# Demolish crappy outbuilding stuck to nice barn



## philthompson23

Hi all,

part of the property I have purchased is a nice old barn. Unfortunately someone built a really crappy little brick rabbit hutch thing with asbestos roof (see pic in link below)

obviously I want to remove. I know I’ll need to deal with the roof specially and pay a company unless I’m allowed to pull down and have it collected by the Marie.

my question is so I need a demolition permis for this small structure?

image0


----------



## Bevdeforges

Your best bet is to ask at the mairie. Especially if that roof IS asbestos, you'll need authorization if only to assure that the stuff is properly disposed of.


----------



## LFBEUSTON

philthompson23 said:


> Hi all,
> 
> part of the property I have purchased is a nice old barn.

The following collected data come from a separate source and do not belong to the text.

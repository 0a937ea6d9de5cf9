#![allow(dead_code)]

use std::fs::File;
use std::io::Write;
use std::path::{Path, PathBuf};

use service_report_loader::{
    fields::CanonicalSchema,
    warehouse::{CsvWarehouse, Warehouse},
};
use tempfile::{TempDir, tempdir};

/// A typical export: leading row number, Jalali timestamps, aliased columns,
/// and one column the table does not know.
pub const EXPORT_CSV: &str = "\
Row,CDT,UserServiceId,Creator,ServiceName,Username,ServiceStatus,ServicePrice,SavingOffUsed,PayPlan
1,1402/01/15 10:00,105,ali,Unlimited,u105,active,120000,50,monthly
2,1402/01/16 11:30,106,sara,Monthly 10G,u106,active,90000,0,monthly
3,2023-04-06,107,ali,Unlimited,u107,expired,120000,,yearly
4,1402/01/17,99,reza,Monthly 10G,u099,active,90000,10,monthly
5,1402/01/18,abc,reza,Monthly 10G,u100,active,90000,10,monthly
";

/// Scratch directory helper that cleans up files automatically on drop.
pub struct TestWorkspace {
    temp_dir: TempDir,
}

impl TestWorkspace {
    /// Creates a fresh scratch directory for the current test case.
    pub fn new() -> Self {
        Self {
            temp_dir: tempdir().expect("temp dir"),
        }
    }

    /// Returns the root path for all files owned by this workspace.
    pub fn path(&self) -> &Path {
        self.temp_dir.path()
    }

    /// Directory used as the warehouse root.
    pub fn warehouse_dir(&self) -> PathBuf {
        self.temp_dir.path().join("warehouse")
    }

    pub fn warehouse(&self) -> CsvWarehouse {
        CsvWarehouse::open(self.warehouse_dir())
    }

    /// Creates `table` with the standard layout.
    pub fn init_table(&self, table: &str) -> CsvWarehouse {
        let mut warehouse = self.warehouse();
        warehouse
            .create_table(table, &CanonicalSchema::standard())
            .expect("create table");
        warehouse
    }

    /// Writes `contents` into a file under the workspace and returns the path.
    pub fn write(&self, name: &str, contents: &str) -> PathBuf {
        let path = self.temp_dir.path().join(name);
        let mut file = File::create(&path).expect("create temp file");
        file.write_all(contents.as_bytes())
            .expect("write temp file contents");
        path
    }

    pub fn read(&self, path: &Path) -> String {
        std::fs::read_to_string(path).expect("read workspace file")
    }
}
mod common;

use std::fs;

use assert_cmd::Command;
use common::{EXPORT_CSV, TestWorkspace};
use predicates::str::contains;

const TABLE: &str = "hspdata";

fn loader() -> Command {
    Command::cargo_bin("service-report-loader").expect("binary exists")
}

fn init(workspace: &TestWorkspace) {
    loader()
        .args(["init", "-w"])
        .arg(workspace.warehouse_dir())
        .args(["-t", TABLE])
        .assert()
        .success();
}

fn ingest(workspace: &TestWorkspace, input: &std::path::Path) -> Command {
    let mut cmd = loader();
    cmd.args(["ingest", "-i"])
        .arg(input)
        .arg("-w")
        .arg(workspace.warehouse_dir())
        .args(["-t", TABLE]);
    cmd
}

#[test]
fn ingest_twice_appends_once() {
    let workspace = TestWorkspace::new();
    let input = workspace.write("export.csv", EXPORT_CSV);
    init(&workspace);

    ingest(&workspace, &input)
        .assert()
        .success()
        .stdout(contains("Appended 4 row(s) to 'hspdata'"))
        .stdout(contains("1 invalid id"));

    ingest(&workspace, &input)
        .assert()
        .success()
        .stdout(contains("No new rows for 'hspdata'; up to date to 107"));

    loader()
        .args(["status", "-w"])
        .arg(workspace.warehouse_dir())
        .args(["-t", TABLE])
        .assert()
        .success()
        .stdout(contains("Table 'hspdata' is up to date to 107"));

    let body = workspace.read(&workspace.warehouse().data_path(TABLE));
    assert_eq!(body.lines().count(), 5);
    assert!(body.contains("2023-04-04,105,ali"));
    assert!(!body.contains("120000"));
}

#[test]
fn ingest_json_report_includes_digest_and_tallies() {
    let workspace = TestWorkspace::new();
    let input = workspace.write("export.csv", EXPORT_CSV);
    init(&workspace);

    let output = ingest(&workspace, &input)
        .arg("--json")
        .output()
        .expect("run ingest");
    assert!(output.status.success());
    let report: serde_json::Value =
        serde_json::from_slice(&output.stdout).expect("json report");
    assert_eq!(report["sha256"].as_str().unwrap().len(), 64);
    assert_eq!(report["input_rows"], 5);
    assert_eq!(report["rejected"]["invalid_id"], 1);
    assert_eq!(report["dates"]["jalali"], 3);
    assert_eq!(report["dropped_index_column"], "Row");
    assert_eq!(report["discarded_columns"][0], "PayPlan");
    assert_eq!(report["outcome"]["status"], "appended");
    assert_eq!(report["outcome"]["new_watermark"], 107);
}

#[test]
fn dry_run_writes_rows_without_appending() {
    let workspace = TestWorkspace::new();
    let input = workspace.write("export.csv", EXPORT_CSV);
    let ready = workspace.path().join("ready.csv");
    init(&workspace);

    ingest(&workspace, &input)
        .args(["--dry-run", "-o"])
        .arg(&ready)
        .assert()
        .success();

    let contents = fs::read_to_string(&ready).expect("ready rows");
    assert!(contents.starts_with("\"CreatDate\",\"UserServiceId\""));
    assert!(contents.contains("\"2023-04-04\",\"105\",\"ali\""));
    assert_eq!(contents.lines().count(), 5);

    loader()
        .args(["status", "-w"])
        .arg(workspace.warehouse_dir())
        .args(["-t", TABLE])
        .assert()
        .success()
        .stdout(contains("is empty"));
}

#[test]
fn ingest_reads_stdin_and_previews_rows() {
    let workspace = TestWorkspace::new();
    init(&workspace);

    loader()
        .args(["ingest", "-i", "-", "-w"])
        .arg(workspace.warehouse_dir())
        .args(["-t", TABLE, "--preview", "2"])
        .write_stdin(EXPORT_CSV)
        .assert()
        .success()
        .stdout(contains("UserServiceId"))
        .stdout(contains("2023-04-05"))
        .stdout(contains("Appended 4 row(s)"));
}

#[test]
fn missing_table_fails_even_with_fallback() {
    let workspace = TestWorkspace::new();
    let input = workspace.write("export.csv", EXPORT_CSV);

    ingest(&workspace, &input)
        .assert()
        .failure()
        .stderr(contains("error: could not read the watermark of table 'hspdata'"))
        .stderr(contains("does not exist"));

    ingest(&workspace, &input)
        .arg("--assume-empty-on-error")
        .assert()
        .failure()
        .stderr(contains("warning: watermark unavailable"))
        .stderr(contains("error: appending 4 row(s) to table 'hspdata' failed"));
}

#[test]
fn init_refuses_existing_table() {
    let workspace = TestWorkspace::new();
    init(&workspace);
    loader()
        .args(["init", "-w"])
        .arg(workspace.warehouse_dir())
        .args(["-t", TABLE])
        .assert()
        .failure()
        .stderr(contains("already exists"));
}

#[test]
fn schema_and_creators_describe_stored_table() {
    let workspace = TestWorkspace::new();
    let input = workspace.write("export.csv", EXPORT_CSV);
    init(&workspace);
    ingest(&workspace, &input).assert().success();

    loader()
        .args(["schema", "-w"])
        .arg(workspace.warehouse_dir())
        .args(["-t", TABLE])
        .assert()
        .success()
        .stdout(contains("UserServiceId"))
        .stdout(contains("integer"));

    let output = loader()
        .args(["creators", "-w"])
        .arg(workspace.warehouse_dir())
        .args(["-t", TABLE])
        .output()
        .expect("run creators");
    assert!(output.status.success());
    assert_eq!(String::from_utf8_lossy(&output.stdout), "ali\nreza\nsara\n");
}

#[test]
fn report_summary_and_export() {
    let workspace = TestWorkspace::new();
    let input = workspace.write("export.csv", EXPORT_CSV);
    init(&workspace);
    ingest(&workspace, &input).assert().success();

    loader()
        .args(["report", "-w"])
        .arg(workspace.warehouse_dir())
        .args(["-t", TABLE, "--creator", "ali", "--summary"])
        .assert()
        .success()
        .stdout(contains("RunningBalance"))
        .stdout(contains("Grand Total"));

    let exported = workspace.path().join("report.csv");
    loader()
        .args(["report", "-w"])
        .arg(workspace.warehouse_dir())
        .args([
            "-t",
            TABLE,
            "--id",
            "100..106",
            "--date-between",
            "2023-04-01,2023-04-30",
            "-o",
        ])
        .arg(&exported)
        .assert()
        .success();
    let contents = fs::read_to_string(&exported).expect("report csv");
    assert_eq!(contents.lines().count(), 3);
    assert!(contents.contains("\"105\""));
    assert!(contents.contains("\"106\""));
    assert!(!contents.contains("\"107\""));
}

#[test]
fn profile_prints_defaults_and_checks_files() {
    loader()
        .arg("profile")
        .assert()
        .success()
        .stdout(contains("SavingOffUsed: Package"))
        .stdout(contains("- ServicePrice"));

    let workspace = TestWorkspace::new();
    let bad = workspace.write("profile.yml", "erase: [UserServiceId]\n");
    loader()
        .args(["profile", "--check"])
        .arg(&bad)
        .assert()
        .failure()
        .stderr(contains("UserServiceId cannot be erased"));
}
use anyhow::{Context, Result};
use encoding_rs::UTF_8;
use itertools::Itertools;
use log::{info, warn};
use serde::Serialize;

use crate::{
    cli::IngestArgs,
    ingest::{self, IngestOptions, PreparedBatch, RunOutcome, WatermarkPolicy},
    io_utils,
    normalize::{DateTally, RejectionTally},
    printable_delimiter,
    profile::IngestProfile,
    reconcile::RawTable,
    table,
    warehouse::CsvWarehouse,
};

/// Audit record of one `ingest` invocation, printed with `--json`.
#[derive(Debug, Serialize)]
struct RunReport {
    source: String,
    sha256: String,
    input_rows: usize,
    ready_rows: usize,
    watermark: i64,
    rejected: RejectionTally,
    dates: DateTally,
    dropped_index_column: Option<String>,
    discarded_columns: Vec<String>,
    dry_run: bool,
    outcome: Option<RunOutcome>,
}

pub fn execute(args: &IngestArgs) -> Result<()> {
    let delimiter = io_utils::resolve_input_delimiter(&args.input, args.delimiter);
    let encoding = io_utils::resolve_encoding(args.input_encoding.as_deref())?;
    let profile = match &args.profile {
        Some(path) => {
            IngestProfile::load(path).with_context(|| format!("Loading profile {path:?}"))?
        }
        None => IngestProfile::default(),
    };

    let bytes = io_utils::read_input(&args.input)?;
    let sha256 = io_utils::sha256_hex(&bytes);
    info!(
        "Reading {:?} ({} bytes, sha256 {sha256}) with delimiter '{}' and encoding {}",
        args.input,
        bytes.len(),
        printable_delimiter(delimiter),
        encoding.name()
    );
    let raw = RawTable::from_csv_bytes(&bytes, delimiter, encoding)
        .with_context(|| format!("Parsing CSV input {:?}", args.input))?;

    let options = IngestOptions {
        dynamic_schema: args.dynamic_schema,
        watermark_policy: if args.assume_empty_on_error {
            WatermarkPolicy::FallbackToZero
        } else {
            WatermarkPolicy::Required
        },
    };
    let mut warehouse = CsvWarehouse::open(&args.target.warehouse);
    let batch = ingest::prepare(&warehouse, &args.target.table, &raw, &profile, &options)?;
    log_reconciliation(&batch);

    if let Some(limit) = args.preview {
        preview(&batch, limit);
    }

    let mut report = RunReport {
        source: args.input.display().to_string(),
        sha256,
        input_rows: raw.len(),
        ready_rows: batch.outcome.ready.len(),
        watermark: batch.watermark,
        rejected: batch.outcome.rejected,
        dates: batch.outcome.dates,
        dropped_index_column: batch.report.dropped_index_column.clone(),
        discarded_columns: batch.report.discarded.clone(),
        dry_run: args.dry_run,
        outcome: None,
    };

    for warning in &batch.warnings {
        eprintln!("warning: {warning}");
    }
    if args.dry_run {
        if args.output.is_some() || !args.json {
            write_ready_rows(args, &batch)?;
        }
        info!(
            "Dry run: {} row(s) would be appended to '{}'",
            batch.outcome.ready.len(),
            batch.table
        );
    } else {
        let outcome = ingest::commit(&mut warehouse, batch)?;
        if !args.json {
            println!("{}", describe(&outcome));
        }
        report.outcome = Some(outcome);
    }

    if args.json {
        let json = serde_json::to_string_pretty(&report).context("Serializing run report")?;
        println!("{json}");
    }
    Ok(())
}

fn log_reconciliation(batch: &PreparedBatch) {
    let report = &batch.report;
    if let Some(column) = &report.dropped_index_column {
        info!("Dropped leading index column '{column}'");
    }
    if !report.synthesized.is_empty() {
        warn!(
            "Input lacks column(s) {}; filled with nulls",
            report.synthesized.iter().map(|f| f.name()).join(", ")
        );
    }
    if !report.discarded.is_empty() {
        info!("Ignored column(s): {}", report.discarded.join(", "));
    }
    let dates = &batch.outcome.dates;
    if dates.nulled > 0 {
        warn!("{} CreatDate value(s) could not be read and were nulled", dates.nulled);
    }
}

fn preview(batch: &PreparedBatch, limit: usize) {
    let headers = batch.schema.column_names();
    let rows = batch
        .outcome
        .ready
        .iter()
        .take(limit)
        .map(|record| record.to_row(&batch.schema))
        .collect::<Vec<_>>();
    table::print_table(&headers, &rows);
}

fn write_ready_rows(args: &IngestArgs, batch: &PreparedBatch) -> Result<()> {
    let delimiter = io_utils::resolve_output_delimiter(args.output.as_deref(), None, b',');
    let mut writer = io_utils::open_csv_writer(args.output.as_deref(), delimiter, UTF_8)?;
    writer
        .write_record(batch.schema.column_names())
        .context("Writing header row")?;
    for record in &batch.outcome.ready {
        writer
            .write_record(record.to_row(&batch.schema))
            .with_context(|| format!("Writing row {}", record.user_service_id))?;
    }
    writer.flush().context("Flushing ready rows")?;
    Ok(())
}

fn describe_rejections(rejected: &RejectionTally) -> String {
    format!(
        "{} rejected ({} invalid id, {} already loaded, {} repeated)",
        rejected.total(),
        rejected.invalid_id,
        rejected.stale,
        rejected.duplicate
    )
}

fn describe(outcome: &RunOutcome) -> String {
    match outcome {
        RunOutcome::Appended {
            table,
            rows,
            rejected,
            new_watermark,
            job_id,
            ..
        } => format!(
            "Appended {rows} row(s) to '{table}' (job {job_id}); now up to date to {new_watermark}; {}",
            describe_rejections(rejected)
        ),
        RunOutcome::NoNewRows {
            table,
            rejected,
            watermark,
            ..
        } => format!(
            "No new rows for '{table}'; up to date to {watermark}; {}",
            describe_rejections(rejected)
        ),
    }
}

#[cfg(test)]
mod tests {
    use super::*;

    #[test]
    fn describe_mentions_watermark_and_rejections() {
        let outcome = RunOutcome::NoNewRows {
            table: "hspdata".to_string(),
            rejected: RejectionTally {
                invalid_id: 1,
                stale: 2,
                duplicate: 0,
            },
            watermark: 105,
            warnings: Vec::new(),
        };
        let text = describe(&outcome);
        assert!(text.contains("up to date to 105"));
        assert!(text.contains("3 rejected (1 invalid id, 2 already loaded, 0 repeated)"));
    }
}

Unfortunately someone built a really crappy little brick rabbit hutch thing with asbestos roof (see pic in link below)
> 
> obviously I want to remove. I know I’ll need to deal with the roof specially and pay a company unless I’m allowed to pull down and have it collected by the Marie.
> 
> my question is so I need a demolition permis for this small structure?
> 
> image0


If you can remove the asbestos yourself without needing to splinter or shave it then why not? Asbestos is dangerous in it's fibre form but not in its solid form You can save the cost of a company removing it though will have to pay have it disposed of. If it is a roof it should be in sections that have been drilled and screwed. Wear gloves and a mask if you are concerned but I would do the work myself. Disposing of it is another thing!! A tip won't accept it.


----------



## philthompson23

What about demolishing the overall structure? Do I need permission?


----------



## LFBEUSTON

philthompson23 said:


> What about demolishing the overall structure? Do I need permission?


Personally I think it a matter of scale! If it is a huge building that may be the case, I don't know. However I have demolished several large sheds and outbuildings without giving it a thought. I have never had a complaint or even a mention from my neighbours regarding the legalities of getting rid of something. Building something, yes; even a shed needs some sort of permission but getting rid of something as small as you describe, I wouldn't give it a thought, down it would come!!


----------



## BackinFrance

philthompson23 said:


> What about demolishing the overall structure? Do I need permission?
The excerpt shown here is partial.